Por João Victor Mingorance - 02/10/2015

"O rastelo começa a escrever; quando o primeiro esboço de inscrição nas costas está pronto, a camada de algodão rola, fazendo o corpo virar de lado lentamente, a fim de dar mais espaço para o rastelo. Nesse ínterim as partes feridas pela escrita entram em contato com o algodão, o qual, por ser um produto de tipo especial, estanca instantaneamente o sangramento e prepara o corpo para novo aprofundamento da escrita. Então, à medida que o corpo continua a virar, os dentes na extremidade do rastelo removem o algodão das feridas, atiram-no ao fosso e o rastelo tem trabalho outra vez. Assim ele vai escrevendo cada vez mais fundo durante as doze horas. Nas primeiras seis o condenado vive praticamente como antes, apenas sofre dores. Depois de duas horas é retirado o tampão de feltro, pois o homem não tem mais força para gritar. Aqui nesta tigela aquecida por eletricidade, na cabeceira da cama, é colocada papa de arroz quente, a qual, se tiver vontade, o homem pode comer o que consegue apanhar com a língua. Nenhum deles perde a oportunidade. Eu pelo menos não conheço nenhum, e minha experiência é grande. Só na sexta hora ele perde o prazer de comer. Nesse momento, em geral eu me ajoelho aqui e observo o fenômeno. Raramente o homem engole o último bocado, apenas o revolve na boca e o cospe no fosso. Preciso então me agachar, senão escorre no meu rosto. Mas o condenado fica tranquilo na sexta hora! O entendimento ilumina até o mais estúpido. Começa em volta dos olhos. A partir daí se espalha. Uma visão que poderia seduzir alguém a se deitar junto embaixo do rastelo. Mais nada acontece, o homem simplesmente começa a decifrar a escrita, faz bico com a boca como se estivesse escutando. O senhor viu como não é fácil decifrar a escrita com olhos; mas o nosso homem a decifra com seus ferimentos. Seja como for exige muito trabalho; ele precisa de seis horas para completá-lo. Mas aí o rastelo o atravessa de lado a lado e o atira no fosso, onde cai de estalo sobre o sangue misturado à água e o algodão. A sentença está então cumprida e nós, eu e o soldado, o enterramos".
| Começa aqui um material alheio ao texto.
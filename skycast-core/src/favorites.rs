//! Pinned cities: an ordered, duplicate-free list with a fixed capacity,
//! written through to a [`KeyValueStore`] on every change.

use crate::{error::AppError, storage::KeyValueStore};

/// Storage key the serialized list lives under.
pub const FAVORITES_KEY: &str = "favorites";

/// What a successful toggle did.
#[derive(Debug, Clone, Copy, PartialEq, Eq)]
pub enum Toggled {
    Added,
    Removed,
}

#[derive(Debug)]
pub struct FavoritesStore {
    cities: Vec<String>,
    capacity: usize,
    storage: Box<dyn KeyValueStore>,
}

impl FavoritesStore {
    /// Read the list from `storage`. A missing or unreadable record yields an empty list.
    pub fn load(storage: Box<dyn KeyValueStore>, capacity: usize) -> Self {
        let cities = match storage.get(FAVORITES_KEY) {
            Ok(Some(raw)) => parse_record(&raw, capacity),
            Ok(None) => Vec::new(),
            Err(err) => {
                tracing::warn!(error = %err, "could not read favorites, starting empty");
                Vec::new()
            }
        };

        tracing::debug!(count = cities.len(), "loaded favorites");
        Self { cities, capacity, storage }
    }

    pub fn list(&self) -> &[String] {
        &self.cities
    }

    pub fn capacity(&self) -> usize {
        self.capacity
    }

    pub fn is_full(&self) -> bool {
        self.cities.len() >= self.capacity
    }

    pub fn is_favorite(&self, city: &str) -> bool {
        self.cities.iter().any(|c| c == city)
    }

    /// Remove `city` if pinned, otherwise pin it.
    ///
    /// Pinning onto a full list changes nothing and returns
    /// [`AppError::FavoritesFull`] with the current list.
    pub fn toggle(&mut self, city: &str) -> Result<Toggled, AppError> {
        if self.is_favorite(city) {
            let next = self.without(city);
            self.commit(next)?;
            return Ok(Toggled::Removed);
        }

        if self.is_full() {
            return Err(self.full_error());
        }

        let mut next = self.cities.clone();
        next.push(city.to_string());
        self.commit(next)?;
        Ok(Toggled::Added)
    }

    /// Drop `city_to_remove` (if present) and append `city_to_add` (if absent).
    pub fn evict_and_add(&mut self, city_to_remove: &str, city_to_add: &str) -> Result<(), AppError> {
        let mut next = self.without(city_to_remove);

        if !next.iter().any(|c| c == city_to_add) {
            if next.len() >= self.capacity {
                return Err(self.full_error());
            }
            next.push(city_to_add.to_string());
        }

        self.commit(next)
    }

    fn without(&self, city: &str) -> Vec<String> {
        self.cities.iter().filter(|c| *c != city).cloned().collect()
    }

    fn full_error(&self) -> AppError {
        AppError::FavoritesFull { favorites: self.cities.clone() }
    }

    /// Persist `next`, then adopt it. The in-memory list is untouched if the write fails.
    fn commit(&mut self, next: Vec<String>) -> Result<(), AppError> {
        let raw = serde_json::to_string(&next).map_err(|e| AppError::Storage(e.into()))?;
        self.storage.set(FAVORITES_KEY, &raw).map_err(AppError::Storage)?;

        tracing::info!(favorites = ?next, "favorites updated");
        self.cities = next;
        Ok(())
    }
}

fn parse_record(raw: &str, capacity: usize) -> Vec<String> {
    let stored: Vec<String> = match serde_json::from_str(raw) {
        Ok(list) => list,
        Err(err) => {
            tracing::warn!(error = %err, "favorites record is corrupt, starting empty");
            return Vec::new();
        }
    };

    let mut cities: Vec<String> = Vec::with_capacity(capacity);
    for city in &stored {
        if cities.len() == capacity {
            break;
        }
        if !cities.contains(city) {
            cities.push(city.clone());
        }
    }

    if cities.len() != stored.len() {
        tracing::warn!(stored = stored.len(), kept = cities.len(), "normalized favorites record");
    }
    cities
}

#[cfg(test)]
mod tests {
    use super::*;
    use crate::storage::MemoryStore;
    use anyhow::anyhow;

    fn store_with(cities: &[&str]) -> FavoritesStore {
        let raw = serde_json::to_string(cities).unwrap();
        FavoritesStore::load(Box::new(MemoryStore::with_entry(FAVORITES_KEY, &raw)), 3)
    }

    #[derive(Debug)]
    struct FailingStore;

    impl KeyValueStore for FailingStore {
        fn get(&self, _key: &str) -> anyhow::Result<Option<String>> {
            Ok(None)
        }

        fn set(&mut self, _key: &str, _value: &str) -> anyhow::Result<()> {
            Err(anyhow!("disk full"))
        }
    }

    #[test]
    fn starts_empty_without_record() {
        let store = FavoritesStore::load(Box::new(MemoryStore::new()), 3);
        assert!(store.list().is_empty());
        assert!(!store.is_full());
    }

    #[test]
    fn corrupt_record_is_treated_as_empty() {
        let store = FavoritesStore::load(
            Box::new(MemoryStore::with_entry(FAVORITES_KEY, "{\"oops\": 1}")),
            3,
        );
        assert!(store.list().is_empty());
    }

    #[test]
    fn oversized_record_is_normalized() {
        let store = store_with(&["Paris", "Paris", "London", "Berlin", "Tokyo"]);
        assert_eq!(store.list(), ["Paris", "London", "Berlin"]);
    }

    #[test]
    fn toggle_adds_then_removes() {
        let mut store = store_with(&[]);

        assert_eq!(store.toggle("Paris").unwrap(), Toggled::Added);
        assert!(store.is_favorite("Paris"));

        assert_eq!(store.toggle("Paris").unwrap(), Toggled::Removed);
        assert!(!store.is_favorite("Paris"));

        assert_eq!(store.toggle("Paris").unwrap(), Toggled::Added);
        assert_eq!(store.list(), ["Paris"]);
    }

    #[test]
    fn membership_is_case_sensitive() {
        let store = store_with(&["Paris"]);
        assert!(store.is_favorite("Paris"));
        assert!(!store.is_favorite("paris"));
    }

    #[test]
    fn toggle_on_full_list_reports_current_favorites() {
        let mut store = store_with(&["Paris", "London", "Berlin"]);

        let err = store.toggle("Tokyo").unwrap_err();
        match err {
            AppError::FavoritesFull { favorites } => {
                assert_eq!(favorites, ["Paris", "London", "Berlin"]);
            }
            other => panic!("unexpected error: {other:?}"),
        }
        assert_eq!(store.list(), ["Paris", "London", "Berlin"]);
    }

    #[test]
    fn toggle_sequence_never_exceeds_capacity() {
        let mut store = store_with(&[]);
        let cities = ["A", "B", "C", "D", "B", "E", "A", "F", "G", "C", "D", "D"];

        for city in cities {
            let _ = store.toggle(city);
            assert!(store.list().len() <= 3);
        }
    }

    #[test]
    fn removing_from_full_list_is_allowed() {
        let mut store = store_with(&["Paris", "London", "Berlin"]);
        assert_eq!(store.toggle("London").unwrap(), Toggled::Removed);
        assert_eq!(store.list(), ["Paris", "Berlin"]);
    }

    #[test]
    fn evict_and_add_replaces_at_end() {
        let mut store = store_with(&["Paris", "London", "Berlin"]);
        store.evict_and_add("Paris", "Tokyo").unwrap();
        assert_eq!(store.list(), ["London", "Berlin", "Tokyo"]);
    }

    #[test]
    fn evict_and_add_does_not_duplicate() {
        let mut store = store_with(&["Paris", "London", "Berlin"]);
        store.evict_and_add("Paris", "London").unwrap();
        assert_eq!(store.list(), ["London", "Berlin"]);
    }

    #[test]
    fn evict_of_absent_city_on_full_list_is_rejected() {
        let mut store = store_with(&["Paris", "London", "Berlin"]);
        let err = store.evict_and_add("Rome", "Tokyo").unwrap_err();
        assert!(err.is_favorites_full());
        assert_eq!(store.list(), ["Paris", "London", "Berlin"]);
    }

    #[test]
    fn mutations_persist_immediately() {
        let dir = tempfile::tempdir().unwrap();
        let path = dir.path().join("storage.json");

        let mut store =
            FavoritesStore::load(Box::new(crate::storage::JsonFileStore::new(&path)), 3);
        store.toggle("Paris").unwrap();
        store.toggle("London").unwrap();
        store.toggle("Berlin").unwrap();
        store.evict_and_add("London", "Tokyo").unwrap();

        let reloaded =
            FavoritesStore::load(Box::new(crate::storage::JsonFileStore::new(&path)), 3);
        assert_eq!(reloaded.list(), ["Paris", "Berlin", "Tokyo"]);
    }

    #[test]
    fn garbage_bytes_on_disk_do_not_block_toggling() {
        let dir = tempfile::tempdir().unwrap();
        let path = dir.path().join("storage.json");
        std::fs::write(&path, [0xff, 0xfe, 0x00, 0x7b]).unwrap();

        let mut store =
            FavoritesStore::load(Box::new(crate::storage::JsonFileStore::new(&path)), 3);
        assert!(store.list().is_empty());
        assert_eq!(store.toggle("Paris").unwrap(), Toggled::Added);

        let reloaded =
            FavoritesStore::load(Box::new(crate::storage::JsonFileStore::new(&path)), 3);
        assert_eq!(reloaded.list(), ["Paris"]);
    }

    #[test]
    fn failed_write_leaves_list_unchanged() {
        let mut store = FavoritesStore::load(Box::new(FailingStore), 3);

        let err = store.toggle("Paris").unwrap_err();
        assert!(matches!(err, AppError::Storage(_)));
        assert!(store.list().is_empty());
    }

    #[test]
    fn smaller_capacity_is_honored() {
        let mut store = FavoritesStore::load(Box::new(MemoryStore::new()), 1);
        store.toggle("Paris").unwrap();
        assert!(store.toggle("London").unwrap_err().is_favorites_full());
    }
}
//! Binary crate for the `skycast` command-line tool.
//!
//! This crate focuses on:
//! - Parsing CLI arguments
//! - Interactive prompts (configuration, eviction picker, browse session)
//! - Human-friendly output formatting

use clap::Parser;
use tracing_subscriber::EnvFilter;

mod cli;
mod render;

#[tokio::main]
async fn main() -> anyhow::Result<()> {
    // Logs go to stderr so they never interleave with rendered weather on stdout.
    tracing_subscriber::fmt()
        .with_env_filter(
            EnvFilter::try_from_default_env().unwrap_or_else(|_| EnvFilter::new("warn")),
        )
        .with_writer(std::io::stderr)
        .init();

    let cmd = cli::Cli::parse();
    cmd.run().await
}
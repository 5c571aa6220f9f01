//! Text rendering of [`AppState`]. Everything here reads state; nothing mutates it.

use std::io::{self, Write};

use skycast_core::{AppState, DailyItem, HourlyItem, Panel, Phase, StateChange, ToggleState};

pub fn toggle_button(state: ToggleState) -> &'static str {
    match state {
        ToggleState::Disabled => "",
        ToggleState::Off => "☆ not a favorite",
        ToggleState::On => "★ favorite",
    }
}

pub fn favorites_bar(favorites: &[String]) -> String {
    if favorites.is_empty() {
        return "Favorites: (none)".to_string();
    }
    let tags: Vec<String> = favorites.iter().map(|c| format!("[{c}]")).collect();
    format!("Favorites: {}", tags.join(" "))
}

pub fn hourly_strip(items: &[HourlyItem]) -> String {
    items
        .iter()
        .map(|i| format!("{:>5} {:>4}°C", i.label, i.temp_c))
        .collect::<Vec<_>>()
        .join(" |")
}

pub fn weekly_list(items: &[DailyItem]) -> String {
    items
        .iter()
        .map(|d| format!("{:<10} {:<7} {:>4}°C", d.weekday, d.date, d.temp_c))
        .collect::<Vec<_>>()
        .join("\n")
}

/// The weather area plus the favorite button, as one block.
pub fn panel(state: &AppState) -> String {
    match state.panel() {
        Panel::Empty => "Search for a city to see its weather.".to_string(),
        Panel::NotFound { message } => message.clone(),
        Panel::Weather(view) => {
            let current = &view.current;
            let mut out = format!(
                "{}  {}\n{}°C, {}\nicon: {}\n",
                current.city,
                toggle_button(state.toggle_state()),
                current.temp_c,
                current.description,
                current.icon_url,
            );
            out.push_str("\nHourly\n");
            out.push_str(&hourly_strip(&view.hourly));
            out.push_str("\n\nThis week\n");
            out.push_str(&weekly_list(&view.weekly));
            out
        }
    }
}

/// Machine-readable form of the weather area for `show --json`.
pub fn panel_json(panel: &Panel) -> serde_json::Result<String> {
    match panel {
        Panel::Weather(view) => serde_json::to_string_pretty(view),
        Panel::NotFound { message } => {
            serde_json::to_string_pretty(&serde_json::json!({ "not_found": message }))
        }
        Panel::Empty => Ok("null".to_string()),
    }
}

/// Redraws the parts of the screen named by incoming [`StateChange`]s.
pub struct Renderer<W: Write> {
    out: W,
}

impl<W: Write> Renderer<W> {
    pub fn new(out: W) -> Self {
        Self { out }
    }

    pub fn apply(&mut self, changes: &[StateChange], state: &AppState) -> io::Result<()> {
        if changes.contains(&StateChange::Phase) && state.phase() == Phase::Loading {
            writeln!(self.out, "Loading...")?;
        }

        if changes.contains(&StateChange::Weather) {
            writeln!(self.out, "\n{}\n", panel(state))?;
        } else if changes.contains(&StateChange::FavoriteToggle) {
            let button = toggle_button(state.toggle_state());
            if !button.is_empty() {
                writeln!(self.out, "{button}")?;
            }
        }

        if changes.contains(&StateChange::Favorites) {
            writeln!(self.out, "{}", favorites_bar(state.favorites().list()))?;
        }

        self.out.flush()
    }

    #[cfg(test)]
    pub fn into_inner(self) -> W {
        self.out
    }
}

#[cfg(test)]
mod tests {
    use super::*;

    #[test]
    fn favorites_bar_lists_tags_in_order() {
        let favs = vec!["Paris".to_string(), "London".to_string()];
        assert_eq!(favorites_bar(&favs), "Favorites: [Paris] [London]");
        assert_eq!(favorites_bar(&[]), "Favorites: (none)");
    }

    #[test]
    fn hourly_strip_formats_each_item() {
        let items = vec![
            HourlyItem { label: "3 PM".into(), temp_c: 12, icon_url: String::new() },
            HourlyItem { label: "6 PM".into(), temp_c: -1, icon_url: String::new() },
        ];
        assert_eq!(hourly_strip(&items), " 3 PM   12°C | 6 PM   -1°C");
    }

    #[test]
    fn weekly_list_has_one_line_per_day() {
        let items = vec![
            DailyItem {
                weekday: "Monday".into(),
                date: "Jan 1".into(),
                icon_url: String::new(),
                temp_c: 7,
            },
            DailyItem {
                weekday: "Tuesday".into(),
                date: "Jan 2".into(),
                icon_url: String::new(),
                temp_c: 17,
            },
        ];
        let text = weekly_list(&items);
        assert_eq!(text.lines().count(), 2);
        assert!(text.starts_with("Monday     Jan 1"));
    }

    #[test]
    fn renderer_redraws_only_what_changed() {
        use skycast_core::{FavoritesStore, MemoryStore};

        let mut favorites = FavoritesStore::load(Box::new(MemoryStore::new()), 3);
        favorites.toggle("Paris").unwrap();
        let state = AppState::new(favorites);

        let mut renderer = Renderer::new(Vec::new());
        renderer.apply(&[StateChange::Favorites], &state).unwrap();
        renderer.apply(&[StateChange::Weather], &state).unwrap();
        let text = String::from_utf8(renderer.into_inner()).unwrap();

        assert_eq!(
            text,
            "Favorites: [Paris]\n\nSearch for a city to see its weather.\n\n"
        );
    }

    #[test]
    fn not_found_panel_is_still_json() {
        let panel = Panel::NotFound { message: "city not found".into() };
        let value: serde_json::Value = serde_json::from_str(&panel_json(&panel).unwrap()).unwrap();
        assert_eq!(value, serde_json::json!({ "not_found": "city not found" }));
    }

    #[test]
    fn disabled_toggle_renders_nothing() {
        assert_eq!(toggle_button(ToggleState::Disabled), "");
        assert_eq!(toggle_button(ToggleState::On), "★ favorite");
    }
}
O texto acima diz respeito a um trecho da novela de Franz Kafka – "Na colônia penal" -, história que retrata a visita de um explorador estrangeiro a uma sessão de tortura e execução de um soldado que teria, em tese, cometido o crime de desobediência e insulto ao seu superior hierárquico. Na história, o soldado que será executado não teve o conhecimento de sua sentença e nem tampouco teve a oportunidade de se defender. Para o comandante e juiz da colônia penal, a presunção de culpa é sempre indubitável, insuperável. Nosso Judiciário não é tão diferente da perspectiva de Kafka. A sentença penal é um desafio hermenêutico ao condenado. José foi condenado a 05 anos e 04 meses de reclusão, em regime inicial fechado, por ter roubado. Subtraiu, com violência ou grave ameaça a pessoa, coisa alheia móvel, de modo que a sua condenação já se efetivou antes mesmo do trânsito em julgado da sentença, pois foi preso em flagrante e teve todos seus recursos negados. José é pobre, negro e não tinha passagem pelos órgãos penais. José não sabe ler e não pode concluir seus estudos quando criança. Tinha emprego como ajudante de serviços gerais e fazia bicos como garçom. José não sabe o que é comer no Burguer King. José não sabe o que é fator previdenciário. José nunca foi aplaudido num evento acadêmico, somente em seus aniversários. O que faz sentido, para José, em sua sentença? O que José entende por dosimetria da pena, gravidade abstrata do delito, bem jurídico tutelado, ordem pública como fundamento de sua prisão, qualificadoras? José só soube sentir o peso do rastelo.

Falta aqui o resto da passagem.